(Records from a data collection)
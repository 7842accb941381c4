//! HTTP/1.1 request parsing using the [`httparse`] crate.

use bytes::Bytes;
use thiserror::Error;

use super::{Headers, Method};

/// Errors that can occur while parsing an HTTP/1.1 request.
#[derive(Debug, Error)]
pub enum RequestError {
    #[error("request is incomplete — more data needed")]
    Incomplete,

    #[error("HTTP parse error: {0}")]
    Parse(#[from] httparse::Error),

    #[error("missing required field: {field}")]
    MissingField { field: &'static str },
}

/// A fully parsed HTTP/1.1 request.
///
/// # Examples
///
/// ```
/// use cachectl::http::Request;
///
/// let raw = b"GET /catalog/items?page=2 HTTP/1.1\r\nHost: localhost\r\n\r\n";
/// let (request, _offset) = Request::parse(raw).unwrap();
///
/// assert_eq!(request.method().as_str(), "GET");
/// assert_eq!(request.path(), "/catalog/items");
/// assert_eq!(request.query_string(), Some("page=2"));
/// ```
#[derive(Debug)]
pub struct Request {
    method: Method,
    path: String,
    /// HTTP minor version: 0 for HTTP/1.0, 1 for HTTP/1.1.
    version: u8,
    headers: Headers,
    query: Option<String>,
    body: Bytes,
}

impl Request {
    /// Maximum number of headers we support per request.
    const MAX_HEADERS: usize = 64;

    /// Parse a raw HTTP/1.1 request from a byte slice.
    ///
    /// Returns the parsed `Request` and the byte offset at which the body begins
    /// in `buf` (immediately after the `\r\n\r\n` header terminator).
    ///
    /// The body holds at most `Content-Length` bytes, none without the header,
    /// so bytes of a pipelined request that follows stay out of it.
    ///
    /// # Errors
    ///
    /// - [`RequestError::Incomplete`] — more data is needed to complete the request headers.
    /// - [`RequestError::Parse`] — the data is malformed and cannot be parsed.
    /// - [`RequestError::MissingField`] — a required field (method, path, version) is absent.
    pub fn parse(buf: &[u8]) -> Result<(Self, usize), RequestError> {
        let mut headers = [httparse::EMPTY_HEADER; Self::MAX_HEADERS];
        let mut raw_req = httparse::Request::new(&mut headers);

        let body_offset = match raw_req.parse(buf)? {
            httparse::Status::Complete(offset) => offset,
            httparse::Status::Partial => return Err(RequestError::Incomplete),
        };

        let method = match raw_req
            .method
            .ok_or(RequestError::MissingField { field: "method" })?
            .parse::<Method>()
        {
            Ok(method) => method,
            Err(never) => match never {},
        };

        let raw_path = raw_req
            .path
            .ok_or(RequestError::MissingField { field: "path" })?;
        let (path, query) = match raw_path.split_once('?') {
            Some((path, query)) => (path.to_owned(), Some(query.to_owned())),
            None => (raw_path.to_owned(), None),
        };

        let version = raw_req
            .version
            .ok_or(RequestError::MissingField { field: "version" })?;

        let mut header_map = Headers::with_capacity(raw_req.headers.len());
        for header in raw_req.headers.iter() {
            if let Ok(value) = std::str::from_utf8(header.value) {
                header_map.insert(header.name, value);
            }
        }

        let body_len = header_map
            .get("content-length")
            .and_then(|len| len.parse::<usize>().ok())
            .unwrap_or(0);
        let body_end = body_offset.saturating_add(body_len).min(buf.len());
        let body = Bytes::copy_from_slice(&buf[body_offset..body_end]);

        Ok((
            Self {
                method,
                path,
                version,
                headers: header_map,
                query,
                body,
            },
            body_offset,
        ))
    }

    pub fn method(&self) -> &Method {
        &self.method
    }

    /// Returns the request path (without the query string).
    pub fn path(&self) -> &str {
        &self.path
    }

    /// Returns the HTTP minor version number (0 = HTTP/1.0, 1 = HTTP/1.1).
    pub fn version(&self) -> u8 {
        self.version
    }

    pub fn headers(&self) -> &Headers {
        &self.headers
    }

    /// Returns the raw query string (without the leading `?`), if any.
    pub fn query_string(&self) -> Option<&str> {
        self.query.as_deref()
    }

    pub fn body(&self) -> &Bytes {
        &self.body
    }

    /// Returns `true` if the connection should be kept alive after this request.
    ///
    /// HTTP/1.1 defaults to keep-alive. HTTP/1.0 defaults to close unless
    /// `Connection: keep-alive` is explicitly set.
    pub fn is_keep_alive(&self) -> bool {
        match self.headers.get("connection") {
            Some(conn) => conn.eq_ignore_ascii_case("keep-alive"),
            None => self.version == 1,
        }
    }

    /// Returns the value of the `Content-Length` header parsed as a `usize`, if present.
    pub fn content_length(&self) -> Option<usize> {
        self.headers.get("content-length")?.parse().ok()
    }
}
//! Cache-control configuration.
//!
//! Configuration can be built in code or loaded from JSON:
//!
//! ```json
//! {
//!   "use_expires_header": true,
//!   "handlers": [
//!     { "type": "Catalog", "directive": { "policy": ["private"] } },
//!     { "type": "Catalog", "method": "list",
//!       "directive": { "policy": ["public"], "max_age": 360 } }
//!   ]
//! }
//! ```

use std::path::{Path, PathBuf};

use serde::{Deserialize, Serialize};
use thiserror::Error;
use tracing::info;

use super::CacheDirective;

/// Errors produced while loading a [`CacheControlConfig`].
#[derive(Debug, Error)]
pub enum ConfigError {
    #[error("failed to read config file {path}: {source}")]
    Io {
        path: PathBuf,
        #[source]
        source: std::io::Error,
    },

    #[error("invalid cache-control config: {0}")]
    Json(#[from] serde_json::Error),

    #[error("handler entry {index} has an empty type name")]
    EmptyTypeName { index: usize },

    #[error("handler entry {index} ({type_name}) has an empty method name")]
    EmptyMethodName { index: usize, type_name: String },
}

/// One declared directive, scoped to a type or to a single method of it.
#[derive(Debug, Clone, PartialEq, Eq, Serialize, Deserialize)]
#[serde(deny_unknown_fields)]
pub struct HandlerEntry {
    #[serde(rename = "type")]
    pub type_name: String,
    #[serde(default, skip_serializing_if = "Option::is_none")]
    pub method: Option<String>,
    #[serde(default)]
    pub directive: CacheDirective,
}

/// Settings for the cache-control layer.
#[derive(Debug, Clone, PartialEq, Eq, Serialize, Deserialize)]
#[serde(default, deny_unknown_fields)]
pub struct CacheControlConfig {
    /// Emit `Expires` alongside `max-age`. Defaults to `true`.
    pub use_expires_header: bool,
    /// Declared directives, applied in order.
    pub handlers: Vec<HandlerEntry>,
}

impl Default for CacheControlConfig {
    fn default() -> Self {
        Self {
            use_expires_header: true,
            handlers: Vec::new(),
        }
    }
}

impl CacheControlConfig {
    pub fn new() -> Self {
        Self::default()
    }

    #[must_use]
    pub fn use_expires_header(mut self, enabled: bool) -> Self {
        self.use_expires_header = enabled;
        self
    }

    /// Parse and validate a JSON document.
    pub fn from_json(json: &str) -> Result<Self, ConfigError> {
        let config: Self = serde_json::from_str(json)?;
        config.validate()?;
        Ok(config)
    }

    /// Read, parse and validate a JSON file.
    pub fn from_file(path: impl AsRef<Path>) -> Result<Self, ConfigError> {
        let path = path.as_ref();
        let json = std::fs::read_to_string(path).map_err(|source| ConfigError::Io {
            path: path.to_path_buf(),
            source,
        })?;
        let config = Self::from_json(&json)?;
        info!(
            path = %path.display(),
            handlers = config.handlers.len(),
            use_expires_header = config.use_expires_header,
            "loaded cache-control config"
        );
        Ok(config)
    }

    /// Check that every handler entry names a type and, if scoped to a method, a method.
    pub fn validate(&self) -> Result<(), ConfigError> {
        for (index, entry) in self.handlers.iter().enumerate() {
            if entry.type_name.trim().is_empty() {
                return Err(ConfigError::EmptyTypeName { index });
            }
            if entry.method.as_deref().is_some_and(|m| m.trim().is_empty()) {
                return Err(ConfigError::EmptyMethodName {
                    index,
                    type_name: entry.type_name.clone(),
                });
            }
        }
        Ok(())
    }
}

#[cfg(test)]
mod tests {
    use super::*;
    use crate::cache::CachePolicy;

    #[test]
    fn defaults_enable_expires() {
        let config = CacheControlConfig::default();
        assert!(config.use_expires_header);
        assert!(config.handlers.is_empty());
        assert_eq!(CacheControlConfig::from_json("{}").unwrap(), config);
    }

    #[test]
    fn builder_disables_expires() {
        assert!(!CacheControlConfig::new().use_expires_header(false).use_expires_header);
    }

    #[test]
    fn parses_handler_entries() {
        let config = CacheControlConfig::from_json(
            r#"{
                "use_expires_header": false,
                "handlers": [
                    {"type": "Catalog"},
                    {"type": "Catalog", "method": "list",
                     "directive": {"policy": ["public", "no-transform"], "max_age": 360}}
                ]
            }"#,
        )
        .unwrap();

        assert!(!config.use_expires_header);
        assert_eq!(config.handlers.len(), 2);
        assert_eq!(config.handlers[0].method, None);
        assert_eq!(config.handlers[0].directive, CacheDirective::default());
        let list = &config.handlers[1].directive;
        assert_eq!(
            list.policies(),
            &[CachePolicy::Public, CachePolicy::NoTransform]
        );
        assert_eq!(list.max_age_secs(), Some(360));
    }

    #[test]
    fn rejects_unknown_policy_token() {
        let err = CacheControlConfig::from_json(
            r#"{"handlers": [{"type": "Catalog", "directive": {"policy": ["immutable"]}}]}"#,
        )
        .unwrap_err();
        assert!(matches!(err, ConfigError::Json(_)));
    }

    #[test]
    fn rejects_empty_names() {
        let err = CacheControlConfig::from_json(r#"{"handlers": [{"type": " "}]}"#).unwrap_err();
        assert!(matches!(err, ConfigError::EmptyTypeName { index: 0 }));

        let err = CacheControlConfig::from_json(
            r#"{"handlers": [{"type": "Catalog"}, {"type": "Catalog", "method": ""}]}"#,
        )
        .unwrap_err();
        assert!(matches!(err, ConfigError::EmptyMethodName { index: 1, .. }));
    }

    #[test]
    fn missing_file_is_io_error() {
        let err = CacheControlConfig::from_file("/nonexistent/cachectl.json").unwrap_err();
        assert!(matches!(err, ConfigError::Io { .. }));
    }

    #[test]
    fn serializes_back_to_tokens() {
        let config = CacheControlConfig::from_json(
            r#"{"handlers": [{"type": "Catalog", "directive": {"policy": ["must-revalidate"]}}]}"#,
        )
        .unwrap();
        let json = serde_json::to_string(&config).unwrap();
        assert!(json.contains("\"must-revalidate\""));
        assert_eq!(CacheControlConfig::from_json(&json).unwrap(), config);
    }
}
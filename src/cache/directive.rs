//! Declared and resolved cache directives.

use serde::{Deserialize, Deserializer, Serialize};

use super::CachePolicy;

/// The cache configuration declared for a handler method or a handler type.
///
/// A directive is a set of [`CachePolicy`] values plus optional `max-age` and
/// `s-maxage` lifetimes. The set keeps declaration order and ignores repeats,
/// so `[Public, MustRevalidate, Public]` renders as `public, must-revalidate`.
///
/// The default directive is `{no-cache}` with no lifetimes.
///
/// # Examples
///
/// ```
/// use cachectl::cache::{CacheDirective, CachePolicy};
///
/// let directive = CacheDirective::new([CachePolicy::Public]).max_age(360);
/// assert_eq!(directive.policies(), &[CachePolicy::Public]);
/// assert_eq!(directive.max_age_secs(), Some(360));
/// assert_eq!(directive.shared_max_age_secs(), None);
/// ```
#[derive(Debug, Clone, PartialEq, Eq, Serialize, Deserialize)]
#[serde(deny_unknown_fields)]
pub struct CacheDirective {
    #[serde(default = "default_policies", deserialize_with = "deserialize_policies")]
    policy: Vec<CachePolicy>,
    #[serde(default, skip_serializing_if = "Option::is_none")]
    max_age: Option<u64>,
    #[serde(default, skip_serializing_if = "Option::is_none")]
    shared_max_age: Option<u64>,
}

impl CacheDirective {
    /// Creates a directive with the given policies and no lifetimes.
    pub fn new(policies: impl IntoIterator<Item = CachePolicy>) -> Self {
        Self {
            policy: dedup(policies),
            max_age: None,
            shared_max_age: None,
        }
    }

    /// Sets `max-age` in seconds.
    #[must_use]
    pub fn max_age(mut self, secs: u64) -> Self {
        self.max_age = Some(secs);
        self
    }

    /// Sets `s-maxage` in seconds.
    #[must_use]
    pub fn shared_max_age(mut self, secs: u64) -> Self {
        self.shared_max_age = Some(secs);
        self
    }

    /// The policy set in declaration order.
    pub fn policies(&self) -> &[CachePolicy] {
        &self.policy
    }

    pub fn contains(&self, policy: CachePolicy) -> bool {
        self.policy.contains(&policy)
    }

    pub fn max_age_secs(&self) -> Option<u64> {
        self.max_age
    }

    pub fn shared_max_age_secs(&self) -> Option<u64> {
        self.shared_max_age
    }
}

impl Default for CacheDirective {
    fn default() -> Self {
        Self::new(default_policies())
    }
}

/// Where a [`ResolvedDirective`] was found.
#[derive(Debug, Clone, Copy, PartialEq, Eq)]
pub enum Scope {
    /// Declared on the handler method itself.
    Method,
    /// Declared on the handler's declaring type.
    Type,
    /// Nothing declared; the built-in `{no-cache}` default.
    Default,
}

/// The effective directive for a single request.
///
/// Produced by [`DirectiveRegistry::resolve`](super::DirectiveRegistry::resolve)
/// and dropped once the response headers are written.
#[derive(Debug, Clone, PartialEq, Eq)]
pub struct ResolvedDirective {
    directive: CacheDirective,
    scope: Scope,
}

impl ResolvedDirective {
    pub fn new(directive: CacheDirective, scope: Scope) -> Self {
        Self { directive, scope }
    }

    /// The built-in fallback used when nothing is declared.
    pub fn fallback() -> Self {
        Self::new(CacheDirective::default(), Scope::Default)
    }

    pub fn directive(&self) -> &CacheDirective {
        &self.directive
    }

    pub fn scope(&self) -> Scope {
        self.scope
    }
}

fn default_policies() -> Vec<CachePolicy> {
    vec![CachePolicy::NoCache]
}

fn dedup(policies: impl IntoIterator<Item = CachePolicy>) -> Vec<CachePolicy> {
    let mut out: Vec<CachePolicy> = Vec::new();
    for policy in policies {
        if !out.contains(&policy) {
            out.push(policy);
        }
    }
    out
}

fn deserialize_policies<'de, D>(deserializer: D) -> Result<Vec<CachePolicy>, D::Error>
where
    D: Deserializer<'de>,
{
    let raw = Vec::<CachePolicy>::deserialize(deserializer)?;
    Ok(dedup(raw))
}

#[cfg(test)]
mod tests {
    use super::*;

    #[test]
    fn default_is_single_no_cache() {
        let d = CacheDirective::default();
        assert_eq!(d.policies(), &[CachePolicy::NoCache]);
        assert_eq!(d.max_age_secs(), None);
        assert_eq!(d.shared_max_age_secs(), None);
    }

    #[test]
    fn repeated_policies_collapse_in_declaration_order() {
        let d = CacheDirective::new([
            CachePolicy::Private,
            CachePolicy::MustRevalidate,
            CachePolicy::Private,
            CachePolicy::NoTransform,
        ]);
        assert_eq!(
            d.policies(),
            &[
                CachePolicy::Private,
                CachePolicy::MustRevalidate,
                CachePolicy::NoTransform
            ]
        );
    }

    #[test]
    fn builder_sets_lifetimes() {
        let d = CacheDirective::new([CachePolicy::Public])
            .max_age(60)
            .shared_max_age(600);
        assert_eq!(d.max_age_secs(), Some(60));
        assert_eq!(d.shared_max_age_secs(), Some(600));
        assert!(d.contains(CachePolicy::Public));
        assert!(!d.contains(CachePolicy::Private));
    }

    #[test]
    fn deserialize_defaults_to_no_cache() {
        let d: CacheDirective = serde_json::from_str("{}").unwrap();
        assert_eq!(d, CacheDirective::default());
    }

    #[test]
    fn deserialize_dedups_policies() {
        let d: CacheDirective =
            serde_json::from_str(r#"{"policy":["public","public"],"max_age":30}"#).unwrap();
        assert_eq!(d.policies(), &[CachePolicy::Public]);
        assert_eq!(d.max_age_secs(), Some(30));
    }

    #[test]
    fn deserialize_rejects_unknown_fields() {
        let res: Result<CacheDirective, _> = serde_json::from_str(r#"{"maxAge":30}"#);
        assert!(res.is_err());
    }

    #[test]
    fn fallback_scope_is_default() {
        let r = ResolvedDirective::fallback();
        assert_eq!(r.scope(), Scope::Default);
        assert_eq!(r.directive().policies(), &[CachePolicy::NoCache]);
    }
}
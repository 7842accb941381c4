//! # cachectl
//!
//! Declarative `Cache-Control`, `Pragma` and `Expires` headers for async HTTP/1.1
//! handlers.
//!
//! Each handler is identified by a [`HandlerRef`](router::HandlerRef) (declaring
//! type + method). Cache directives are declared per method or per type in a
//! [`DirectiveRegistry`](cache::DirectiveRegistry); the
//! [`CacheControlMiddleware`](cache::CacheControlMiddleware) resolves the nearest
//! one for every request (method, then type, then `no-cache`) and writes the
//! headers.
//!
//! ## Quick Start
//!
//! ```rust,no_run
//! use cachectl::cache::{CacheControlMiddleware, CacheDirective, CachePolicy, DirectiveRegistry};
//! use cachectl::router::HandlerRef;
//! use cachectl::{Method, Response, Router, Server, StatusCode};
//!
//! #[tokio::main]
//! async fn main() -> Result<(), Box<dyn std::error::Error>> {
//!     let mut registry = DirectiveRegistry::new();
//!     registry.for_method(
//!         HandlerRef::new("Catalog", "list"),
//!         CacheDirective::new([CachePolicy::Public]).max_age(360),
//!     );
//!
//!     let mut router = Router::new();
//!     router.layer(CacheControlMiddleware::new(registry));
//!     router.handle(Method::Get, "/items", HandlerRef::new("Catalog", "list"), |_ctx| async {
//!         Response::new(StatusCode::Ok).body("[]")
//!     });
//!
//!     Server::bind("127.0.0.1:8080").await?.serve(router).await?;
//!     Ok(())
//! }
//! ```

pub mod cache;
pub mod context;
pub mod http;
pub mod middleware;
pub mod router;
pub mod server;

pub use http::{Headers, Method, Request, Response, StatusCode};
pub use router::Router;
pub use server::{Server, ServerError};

§ **WHAT YOU NEED TO DO**
Please reproduce the lines from the line with "use tracing::info;" to the line with "method of it.", both ends included, exactly as they appear above.

§ **COMPLETED EXERCISE**
use tracing::info;

use super::CacheDirective;

/// Errors produced while loading a [`CacheControlConfig`].
#[derive(Debug, Error)]
pub enum ConfigError {
    #[error("failed to read config file {path}: {source}")]
    Io {
        path: PathBuf,
        #[source]
        source: std::io::Error,
    },

    #[error("invalid cache-control config: {0}")]
    Json(#[from] serde_json::Error),

    #[error("handler entry {index} has an empty type name")]
    EmptyTypeName { index: usize },

    #[error("handler entry {index} ({type_name}) has an empty method name")]
    EmptyMethodName { index: usize, type_name: String },
}

/// One declared directive, scoped to a type or to a single method of it.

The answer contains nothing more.